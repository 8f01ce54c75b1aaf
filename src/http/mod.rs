//! JSON API for the typing practice flow
//!
//! - POST /generate-text - Generate and store a practice text
//! - POST /start-session - Fetch a stored text to type against
//! - POST /check-typing - Live progress for the current input
//! - POST /submit-result - Finalize and store a finished session
//! - POST /generate-practice - Repetition practice for mistyped words
//! - GET /history - Recent sessions and most common mismatches
//! - GET /health - Health check

mod handlers;
mod routes;
mod state;

pub use handlers::{
    CheckTypingRequest, ErrorResponse, GeneratePracticeRequest, GenerateTextRequest,
    HistoryResponse, StartSessionRequest, StartSessionResponse, SubmitResultResponse,
    DEFAULT_PROMPT,
};
pub use routes::create_router;
pub use state::AppState;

+-------+

[TASK INSTRUCTIONS]:
When a line holds the string "routes", pull it out of the listing.

[TASK RESULT]:
mod routes;
pub use routes::create_router;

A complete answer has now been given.